Est irrecevable un moyen nouveau mélangé de fait et de droit et présenté pour la première fois en cassation. Il ne ressort pas du Règlement de procédure de la CCJA, l’obligation d’indiquer dans le recours ou dans le mémoire ampliatif, le nom de la personne physique représentant le recourant au pourvoi. L’exception d’irrecevabilité pour forclusion est irrecevable, dès lors que l’arrêt soumis à cassation devant la CCJA est différent de l’arrêt frappé de forclusion et qu’il n’est pas prouvé qu’il a fait l’objet de signification laquelle, par ailleurs, n’est pas une condition de recevabilité du pourvoi au sens de l’article 28 alinéa 1 du Règlement de procédure de la Cour mais marquant plutôt le point de départ de la computation du délai de deux mois dans lequel le recours doit être exercé.

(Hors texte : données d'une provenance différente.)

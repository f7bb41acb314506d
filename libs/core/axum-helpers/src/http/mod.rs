//! HTTP middleware module.
//!
//! This module provides HTTP-level middleware for:
//! - Security headers
//! - HTML form method override (`_method`)
//!
//! # Example
//!
//! ```ignore
//! use axum_helpers::http::{security_headers, with_method_override};
//!
//! let app = with_method_override(routes)
//!     .layer(axum::middleware::from_fn(security_headers));
//! ```

pub mod method_override;
pub mod security;

pub use method_override::{method_override, with_method_override};
pub use security::security_headers;
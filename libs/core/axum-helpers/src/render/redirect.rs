use axum::{
    http::{HeaderValue, StatusCode, header::{CACHE_CONTROL, LOCATION}},
    response::{IntoResponse, Response},
};

/// Redirect with an exact status code.
///
/// `axum::response::Redirect` only offers 303, 307 and 308; HTML flows here
/// also need 301 and 302. Responses carry `Cache-Control: no-store` so a
/// browser does not replay a 301 once the condition behind it is gone.
pub fn redirect(status: StatusCode, location: &str) -> Response {
    match HeaderValue::try_from(location) {
        Ok(value) => (
            status,
            [
                (LOCATION, value),
                (CACHE_CONTROL, HeaderValue::from_static("no-store")),
            ],
        )
            .into_response(),
        Err(e) => {
            tracing::error!("Invalid redirect location {:?}: {}", location, e);
            StatusCode::INTERNAL_SERVER_ERROR.into_response()
        }
    }
}

#[cfg(test)]
mod tests {
    use super::*;

    #[test]
    fn test_moved_permanently() {
        let response = redirect(StatusCode::MOVED_PERMANENTLY, "/users");
        assert_eq!(response.status(), StatusCode::MOVED_PERMANENTLY);
        assert_eq!(response.headers()[LOCATION], "/users");
        assert_eq!(response.headers()[CACHE_CONTROL], "no-store");
    }

    #[test]
    fn test_found() {
        let response = redirect(StatusCode::FOUND, "/users/");
        assert_eq!(response.status(), StatusCode::FOUND);
        assert_eq!(response.headers()[LOCATION], "/users/");
        assert_eq!(response.headers()[CACHE_CONTROL], "no-store");
    }

    #[test]
    fn test_invalid_location() {
        let response = redirect(StatusCode::FOUND, "/users\n");
        assert_eq!(response.status(), StatusCode::INTERNAL_SERVER_ERROR);
    }
}
use std::future::Future;
use std::time::Duration;
use tracing::{debug, warn};

/// Exponential backoff settings for startup connections.
#[derive(Debug, Clone)]
pub struct RetryConfig {
    /// Retries after the first attempt
    pub max_retries: u32,
    pub initial_delay: Duration,
    pub max_delay: Duration,
    pub backoff_multiplier: f64,
    /// Scale each delay by a random 50-100%
    pub use_jitter: bool,
}

impl RetryConfig {
    /// Defaults: 3 retries starting at 100ms, doubling, capped at 5s, with
    /// jitter.
    pub fn new() -> Self {
        Self::default()
    }

    pub fn with_max_retries(mut self, max_retries: u32) -> Self {
        self.max_retries = max_retries;
        self
    }

    pub fn with_initial_delay(mut self, delay: Duration) -> Self {
        self.initial_delay = delay;
        self
    }

    pub fn with_max_delay(mut self, delay: Duration) -> Self {
        self.max_delay = delay;
        self
    }

    pub fn without_jitter(mut self) -> Self {
        self.use_jitter = false;
        self
    }

    /// Delay before retry number `retry` (1-based), before jitter.
    pub fn delay_for(&self, retry: u32) -> Duration {
        let exponent = retry.saturating_sub(1).min(i32::MAX as u32) as i32;
        let millis = self.initial_delay.as_millis() as f64 * self.backoff_multiplier.powi(exponent);
        Duration::from_millis(millis.min(self.max_delay.as_millis() as f64) as u64)
    }
}

impl Default for RetryConfig {
    fn default() -> Self {
        Self {
            max_retries: 3,
            initial_delay: Duration::from_millis(100),
            max_delay: Duration::from_secs(5),
            backoff_multiplier: 2.0,
            use_jitter: true,
        }
    }
}

/// Run `operation` until it succeeds or `config.max_retries` retries have
/// failed, sleeping with exponential backoff in between. The last error is
/// returned.
///
/// # Example
/// ```ignore
/// let config = RetryConfig::new().with_max_retries(5);
/// let db = retry_with_backoff(|| postgres::connect_with_options(opts.clone()), config).await?;
/// ```
pub async fn retry_with_backoff<F, Fut, T, E>(mut operation: F, config: RetryConfig) -> Result<T, E>
where
    F: FnMut() -> Fut,
    Fut: Future<Output = Result<T, E>>,
    E: std::fmt::Display,
{
    let mut retries = 0;

    loop {
        let err = match operation().await {
            Ok(value) => {
                if retries > 0 {
                    debug!("Operation succeeded after {} retries", retries);
                }
                return Ok(value);
            }
            Err(e) => e,
        };

        if retries >= config.max_retries {
            warn!("Operation failed after {} attempts: {}", retries + 1, err);
            return Err(err);
        }
        retries += 1;

        let delay = config.delay_for(retries);
        let delay = if config.use_jitter {
            apply_jitter(delay)
        } else {
            delay
        };

        debug!(
            "Operation failed (retry {}/{}): {}. Retrying in {:?}",
            retries, config.max_retries, err, delay
        );
        tokio::time::sleep(delay).await;
    }
}

fn apply_jitter(delay: Duration) -> Duration {
    use std::collections::hash_map::RandomState;
    use std::hash::BuildHasher;

    let percent = 50 + RandomState::new().hash_one(std::time::SystemTime::now()) % 51;
    delay.mul_f64(percent as f64 / 100.0)
}
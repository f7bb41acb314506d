//! Typed view models, one per page.

use axum_helpers::{Flash, TemplateEngine, TemplateError};
use serde::Serialize;

use crate::models::{User, ValidationErrorSet};

#[derive(Debug, Clone, PartialEq, Serialize)]
pub struct IndexView {
    pub users: Vec<User>,
}

/// New and edit forms: the user as entered so far and what is wrong with
/// it.
#[derive(Debug, Clone, PartialEq, Serialize)]
pub struct FormView {
    pub user: User,
    pub errors: ValidationErrorSet,
}

impl FormView {
    pub fn blank(user: User) -> Self {
        Self {
            user,
            errors: ValidationErrorSet::new(),
        }
    }
}

#[derive(Debug, Clone, PartialEq, Serialize)]
pub struct ShowView {
    pub user: User,
}

#[derive(Debug, Clone, PartialEq)]
pub enum Page {
    Index(IndexView),
    New(FormView),
    Show(ShowView),
    Edit(FormView),
    Destroyed(ShowView),
}

impl Page {
    pub fn template(&self) -> &'static str {
        match self {
            Page::Index(_) => "users/index",
            Page::New(_) => "users/new",
            Page::Show(_) => "users/show",
            Page::Edit(_) => "users/edit",
            Page::Destroyed(_) => "users/destroyed",
        }
    }

    pub fn render(&self, engine: &TemplateEngine, flash: &Flash) -> Result<String, TemplateError> {
        let name = self.template();
        match self {
            Page::Index(view) => engine.render_page(name, view, flash),
            Page::New(view) | Page::Edit(view) => engine.render_page(name, view, flash),
            Page::Show(view) | Page::Destroyed(view) => engine.render_page(name, view, flash),
        }
    }
}
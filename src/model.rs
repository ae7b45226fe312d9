use serde::Deserialize;

/// A render request as received from the web boundary.
#[derive(Clone, Debug, Deserialize)]
#[serde(rename_all = "camelCase")]
pub struct RenderRequest {
    pub schema_type: String,
    #[serde(default)]
    pub enforce_schema: bool,
    #[serde(default)]
    pub structured_result: Option<StructuredResult>,
    /// Model output as plain text; used when `structured_result` is absent.
    #[serde(default)]
    pub raw_text: Option<String>,
    #[serde(default)]
    pub shots: Vec<Shot>,
}

#[derive(Clone, Debug, Deserialize)]
#[serde(rename_all = "camelCase")]
pub struct StructuredResult {
    #[serde(default)]
    pub template_id: String,
    pub data: serde_json::Value,
}

/// A captured still plus its metadata.
#[derive(Clone, Debug, Deserialize, PartialEq)]
#[serde(rename_all = "camelCase")]
pub struct Shot {
    pub id: String,
    #[serde(default)]
    pub label: Option<String>,
    #[serde(default)]
    pub note: Option<String>,
    #[serde(default)]
    pub timecode: String,
    pub data_url: String,
}

#[derive(Clone, Debug, Default, PartialEq)]
pub struct Tutorial {
    pub title: Option<String>,
    pub summary: Option<String>,
    pub prerequisites: Vec<String>,
    pub steps: Vec<TutorialStep>,
}

#[derive(Clone, Debug, Default, PartialEq)]
pub struct TutorialStep {
    pub number: Option<u32>,
    pub title: String,
    pub description: Option<String>,
    pub start_time: Option<String>,
    pub end_time: Option<String>,
    pub screenshot_ids: Vec<String>,
}

#[derive(Clone, Debug, Default, PartialEq)]
pub struct MeetingSummary {
    pub title: Option<String>,
    pub date: Option<String>,
    pub duration: Option<String>,
    pub summary: Option<String>,
    pub attendees: Vec<Attendee>,
    pub key_topics: Vec<KeyTopic>,
    pub decisions: Vec<Decision>,
    pub action_items: Vec<ActionItem>,
    pub follow_ups: Vec<String>,
}

#[derive(Clone, Debug, Default, PartialEq)]
pub struct Attendee {
    pub name: String,
    pub role: Option<String>,
    pub department: Option<String>,
}

#[derive(Clone, Debug, Default, PartialEq)]
pub struct KeyTopic {
    pub order: Option<f64>,
    pub topic: String,
    pub speaker: Option<String>,
    pub timecode: Option<String>,
    pub details: Option<String>,
}

#[derive(Clone, Debug, Default, PartialEq)]
pub struct Decision {
    pub description: String,
    pub status: Option<String>,
    pub owners: Vec<String>,
    pub timecode: Option<String>,
}

#[derive(Clone, Debug, Default, PartialEq)]
pub struct ActionItem {
    pub task: String,
    pub owner: String,
    pub due_date: Option<String>,
    pub timecode: Option<String>,
}

/// What the model output was recognised as.
#[derive(Clone, Debug, PartialEq)]
pub enum ContentVariant {
    Tutorial(Tutorial),
    MeetingSummary(MeetingSummary),
    Unclassified {
        /// Display label for the requested schema, used as the document title.
        label: String,
        /// Enforcement was requested, so the mismatch is called out in the document.
        notice: bool,
        raw_text: String,
    },
}

/// Text size classes for body text.
#[derive(Clone, Copy, Debug, PartialEq, Eq)]
pub enum TextSize {
    Body,
    Small,
}

/// Heading levels: steps and topics are subtitles, section names are headings.
#[derive(Clone, Copy, Debug, PartialEq, Eq)]
pub enum HeadingLevel {
    Subtitle,
    Section,
}

/// One drawable unit of document content.
#[derive(Clone, Debug, PartialEq)]
pub enum ContentNode {
    Title(String),
    Heading {
        text: String,
        level: HeadingLevel,
    },
    Paragraph {
        text: String,
        size: TextSize,
        bold: bool,
    },
    /// Present parts only, joined with " · " and set small.
    MetaLine(Vec<String>),
    ShotReference(String),
}

impl ContentNode {
    pub fn body(text: impl Into<String>) -> Self {
        ContentNode::Paragraph {
            text: text.into(),
            size: TextSize::Body,
            bold: false,
        }
    }

    pub fn small(text: impl Into<String>) -> Self {
        ContentNode::Paragraph {
            text: text.into(),
            size: TextSize::Small,
            bold: false,
        }
    }

    pub fn section(text: impl Into<String>) -> Self {
        ContentNode::Heading {
            text: text.into(),
            level: HeadingLevel::Section,
        }
    }

    pub fn subtitle(text: impl Into<String>) -> Self {
        ContentNode::Heading {
            text: text.into(),
            level: HeadingLevel::Subtitle,
        }
    }
}

pub const META_SEPARATOR: &str = " · ";

/// Join the parts that are present with the meta separator.
pub fn join_meta(parts: &[Option<String>]) -> String {
    parts
        .iter()
        .flatten()
        .map(String::as_str)
        .collect::<Vec<_>>()
        .join(META_SEPARATOR)
}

L’exception d’irrecevabilité tirée de l’autorité de la chose jugée doit être rejetée, en ce que l’irrecevabilité de l’appel n’affecte pas la régularité de la procédure du pourvoi conformément à l’article 28 du Règlement de Procédure de la CCJA. Il est de principe qu’une affaire ayant fait l’objet de décision sur le fond, dessaisit le juge qui ne peut plus à nouveau être saisi de la même affaire en raison de l’autorité de la chose jugée attachée à sa décision. La cour d’appel qui a souverainement déclaré l’appel de la recourante irrecevable au regard des pièces produites aux débats, notamment le document en date du 15 février 2001 comportant cachet et signature de MAERSK CAMEROUN, selon lesquelles les sociétés MAERSK SEALAND SA et MAERSK CAMEROUN SA, constituent en réalité une seule et même personne, a justifié sa décision, et le moyen, doit être rejeté.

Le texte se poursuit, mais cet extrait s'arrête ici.